Per comprendere la genesi e lo scopo della prima bozza del codice etico per la progettazione di sistemi di intelligenza artificiale, elaborato da un team di esperti per la Commissione Europea, pubblichiamo un intervento di Luca Bolognini, presidente dell’Istituto Italiano per la Privacy e autore di “Follia Artificiale” (Rubbettino Ed., 2018).
Nella primavera del 2018, la Commissione Europea ha selezionato 52 intelligenze umane (l’AI HLEG) per fronteggiare la sfida etica dell’Intelligenza Artificiale. Questi esperti internazionali, provenienti dall’industria privata, dall’accademia e dalle istituzioni pubbliche, hanno dato vita a un gruppo di alto livello con il primo obiettivo di redigere delle linee guida per una Intelligenza Artificiale affidabile. Il testo, ancora in bozza, è stato pubblicato il 18 dicembre 2018 e per un breve periodo resterà in consultazione pubblica e aperto ai commenti.
Non si tratta del “solito” codice etico intriso di principi generalissimi sul tema, come se ne sono già visti in passato: esso contiene, anzi, numerose indicazioni utili all’applicazione pratica dei principi fondamentali del diritto europeo nello sviluppo di sistemi intelligenti.
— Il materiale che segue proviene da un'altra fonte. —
use actix_identity::Identity;
use actix_web::{delete, get, post, put, web, HttpResponse, Responder};
use chrono::NaiveDate;

use crate::{
    calculo, db,
    errors::AppError,
    listado::{Collection, ListQuery},
    routes::{current_user, require, required_text},
    structs::{
        CalculoForm, FotocopiaDetalle, FotocopiaForm, PrecioConfig, RangoFechas, TipoHojaForm,
    },
    AppState,
};

async fn validate(state: &AppState, form: &FotocopiaForm) -> Result<(), AppError> {
    if !(1..=calculo::MAX_CANTIDAD).contains(&form.cantidad) {
        return Err(AppError::validation(format!(
            "cantidad must be between 1 and {}",
            calculo::MAX_CANTIDAD
        )));
    }
    if form
        .multiplicador
        .is_some_and(|m| !(1..=calculo::MAX_MULTIPLICADOR).contains(&m))
    {
        return Err(AppError::validation(format!(
            "multiplicador must be between 1 and {}",
            calculo::MAX_MULTIPLICADOR
        )));
    }
    if let Some(id) = form.tipo_hoja_id {
        if !db::sheet_type_exists(&state.db_pool, id).await? {
            return Err(AppError::validation(format!("Unknown tipo_hoja_id {}", id)));
        }
    }
    Ok(())
}

fn parse_day(value: Option<&str>, field: &str) -> Result<Option<NaiveDate>, AppError> {
    match value.map(str::trim).filter(|v| !v.is_empty()) {
        None => Ok(None),
        Some(raw) => NaiveDate::parse_from_str(raw, "%Y-%m-%d")
            .map(Some)
            .map_err(|_| AppError::validation(format!("{} must be a YYYY-MM-DD date", field))),
    }
}

/// Live sheet estimate for the entry form. Accepts whatever the form
/// currently holds; blank or garbage numbers fall back to defaults.
#[post("/fotocopias/calcular")]
pub async fn calcular_handler(
    web::Json(form): web::Json<CalculoForm>,
    state: web::Data<AppState>,
    identity: Option<Identity>,
) -> Result<impl Responder, AppError> {
    current_user(&state, identity).await?;
    Ok(HttpResponse::Ok().json(calculo::estimate(&form)))
}

#[get("/fotocopias/resumen")]
pub async fn resumen_handler(
    query: web::Query<RangoFechas>,
    state: web::Data<AppState>,
    identity: Option<Identity>,
) -> Result<impl Responder, AppError> {
    require(&state, identity, "fotocopias_ver").await?;
    let desde = parse_day(query.desde.as_deref(), "desde")?;
    let hasta = parse_day(query.hasta.as_deref(), "hasta")?;
    if let (Some(d), Some(h)) = (desde, hasta) {
        if d > h {
            return Err(AppError::validation("desde must not be after hasta"));
        }
    }

    let desde = desde.map(|d| d.format("%Y-%m-%d").to_string());
    let hasta = hasta.map(|d| d.format("%Y-%m-%d").to_string());
    let records =
        db::get_photocopies_between(&state.db_pool, desde.as_deref(), hasta.as_deref()).await?;
    let prices = db::get_prices(&state.db_pool).await?;
    Ok(HttpResponse::Ok().json(calculo::calculate_cost(&records, &prices)))
}

#[get("/fotocopias")]
pub async fn list_handler(
    query: web::Query<ListQuery>,
    state: web::Data<AppState>,
    identity: Option<Identity>,
) -> Result<impl Responder, AppError> {
    require(&state, identity, "fotocopias_ver").await?;
    let rows: Vec<FotocopiaDetalle> = db::get_all_photocopies(&state.db_pool)
        .await?
        .into_iter()
        .map(calculo::detail)
        .collect();
    Ok(HttpResponse::Ok().json(Collection::new(rows).page(&query)))
}

#[post("/fotocopias")]
pub async fn create_handler(
    web::Json(form): web::Json<FotocopiaForm>,
    state: web::Data<AppState>,
    identity: Option<Identity>,
) -> Result<impl Responder, AppError> {
    let user = require(&state, identity, "fotocopias_crear").await?;
    validate(&state, &form).await?;
    let row = db::create_photocopy(&state.db_pool, &form, user.id).await?;
    Ok(HttpResponse::Created().json(calculo::detail(row)))
}

#[put("/fotocopias/{id}")]
pub async fn update_handler(
    path: web::Path<i64>,
    web::Json(form): web::Json<FotocopiaForm>,
    state: web::Data<AppState>,
    identity: Option<Identity>,
) -> Result<impl Responder, AppError> {
    require(&state, identity, "fotocopias_editar").await?;
    validate(&state, &form).await?;
    let row = db::update_photocopy(&state.db_pool, path.into_inner(), &form).await?;
    Ok(HttpResponse::Ok().json(calculo::detail(row)))
}

#[delete("/fotocopias/{id}")]
pub async fn delete_handler(
    path: web::Path<i64>,
    state: web::Data<AppState>,
    identity: Option<Identity>,
) -> Result<impl Responder, AppError> {
    require(&state, identity, "fotocopias_eliminar").await?;
    db::delete_photocopy(&state.db_pool, path.into_inner()).await?;
    Ok(HttpResponse::NoContent().finish())
}

#[get("/tipos-hoja")]
pub async fn list_sheet_types_handler(
    state: web::Data<AppState>,
    identity: Option<Identity>,
) -> Result<impl Responder, AppError> {
    require(&state, identity, "fotocopias_ver").await?;
    let rows = db::get_all_sheet_types(&state.db_pool).await?;
    Ok(HttpResponse::Ok().json(rows))
}

#[post("/tipos-hoja")]
pub async fn create_sheet_type_handler(
    web::Json(form): web::Json<TipoHojaForm>,
    state: web::Data<AppState>,
    identity: Option<Identity>,
) -> Result<impl Responder, AppError> {
    require(&state, identity, "fotocopias_crear").await?;
    let nombre = required_text(&form.nombre, "nombre")?;
    let descripcion = form.descripcion.as_deref().and_then(crate::utils::trimmed);
    let row = db::create_sheet_type(&state.db_pool, &nombre, descripcion.as_deref()).await?;
    Ok(HttpResponse::Created().json(row))
}

#[delete("/tipos-hoja/{id}")]
pub async fn delete_sheet_type_handler(
    path: web::Path<i64>,
    state: web::Data<AppState>,
    identity: Option<Identity>,
) -> Result<impl Responder, AppError> {
    require(&state, identity, "fotocopias_eliminar").await?;
    db::delete_sheet_type(&state.db_pool, path.into_inner()).await?;
    Ok(HttpResponse::NoContent().finish())
}

#[get("/configuracion/precios")]
pub async fn get_prices_handler(
    state: web::Data<AppState>,
    identity: Option<Identity>,
) -> Result<impl Responder, AppError> {
    require(&state, identity, "fotocopias_ver").await?;
    Ok(HttpResponse::Ok().json(db::get_prices(&state.db_pool).await?))
}

#[put("/configuracion/precios")]
pub async fn update_prices_handler(
    web::Json(prices): web::Json<PrecioConfig>,
    state: web::Data<AppState>,
    identity: Option<Identity>,
) -> Result<impl Responder, AppError> {
    require(&state, identity, "configuracion").await?;
    let amounts = [prices.precio_bn, prices.precio_color, prices.precio_hoja];
    if amounts.iter().any(|p| !p.is_finite() || *p < 0.0) {
        return Err(AppError::validation("Prices must be non-negative numbers"));
    }
    if prices.fotocopia_gracia_bn < 0 || prices.fotocopia_gracia_color < 0 {
        return Err(AppError::validation("Grace allowances must be non-negative"));
    }
    let saved = db::update_prices(&state.db_pool, &prices).await?;
    Ok(HttpResponse::Ok().json(saved))
}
Le linee guida comprendono anche una checklist adatta a verificare sin dalla progettazione (“by design”) l’aderenza alle raccomandazioni etiche della Commissione Europea. È sicuramente un passo in avanti rispetto ad altre esperienze analoghe condotte in giro per il mondo, rimaste tuttavia troppo lontane dalla realtà tecnologica concreta.
Il documento in questione, oltre a raccomandare “robustezza e sicurezza dei sistemi”, punta principalmente sulla centralità dell’essere umano nel rapporto con l’Intelligenza Artificiale: prima devono venire la dignità e la libertà umane, anche e soprattutto quando entrano in gioco gli algoritmi. L’autonomia delle persone deve sempre prevalere sull’autonomia artificiale, pertanto deve essere garantito un potere di supervisione da parte degli uomini sulle macchine, in modo da limitare le decisioni di queste ultime. Il “super-amministratore di sistema” deve insomma rimanere umano.
Come premessa logica, a maggior ragione, gli algoritmi e le loro scelte/evoluzioni devono risultare comprensibili agli esseri umani, e non sembra esserci spazio, almeno nella prospettiva etica europea, per forme di Intelligenza Artificiale profonda, oscura e insondabile, non trasparente e chiaramente tracciabile dagli umani.
Sono diversi gli aspetti positivi in queste linee guida, che posizionano l’Unione Europea all’avanguardia nella riflessione etico-umanistica sul progresso tecnologico mondiale.
Resta tuttavia un’insufficienza di fondo: si tratterà di un codice di regole aperto all’adesione volontaria da parte di governi, ricercatori e imprese, e non di norme vincolanti, e ci si chiede quali effetti potrà avere sui grandi colossi tecnologici multinazionali, ormai più influenti di interi Stati, o sui sistemi tecnologici esperti che auto-evolvono.
Inoltre, il documento rischia di peccare d’ingenuità in alcuni punti, come quando indica la cosiddetta “rule of law by design”, cioè la necessità di rispettare lo Stato di diritto – e quindi le Costituzioni e le Leggi – sin dalla progettazione di nuovi sistemi di Intelligenza Artificiale, anche calandone i precetti nei codici informatici: come se, in futuro, il pericolo non fosse legato proprio alla sostituzione delle leggi e dei codici – ancora frutto, oggi, di legislatori umani – con leggi approvate da legislatori artificiali e non umani.
Più che di “rule of law by design” avrebbe dunque senso parlare di “rule of human law by default”, cioè di Stato di diritto umano per impostazione predefinita, scongiurando scenari distopici di membri-robot di Parlamenti e governi: e chiaramente non sarebbe una carta “soft” e di autoregolamentazione, come queste linee guida, la sede corretta per fissare un “principio salva-umanità”, bensì le stesse Costituzioni e i Trattati internazionali. Insomma, si tratta di linee guida forti sul piano tecnico, ma deboli su quello politico e dei rapporti di forza.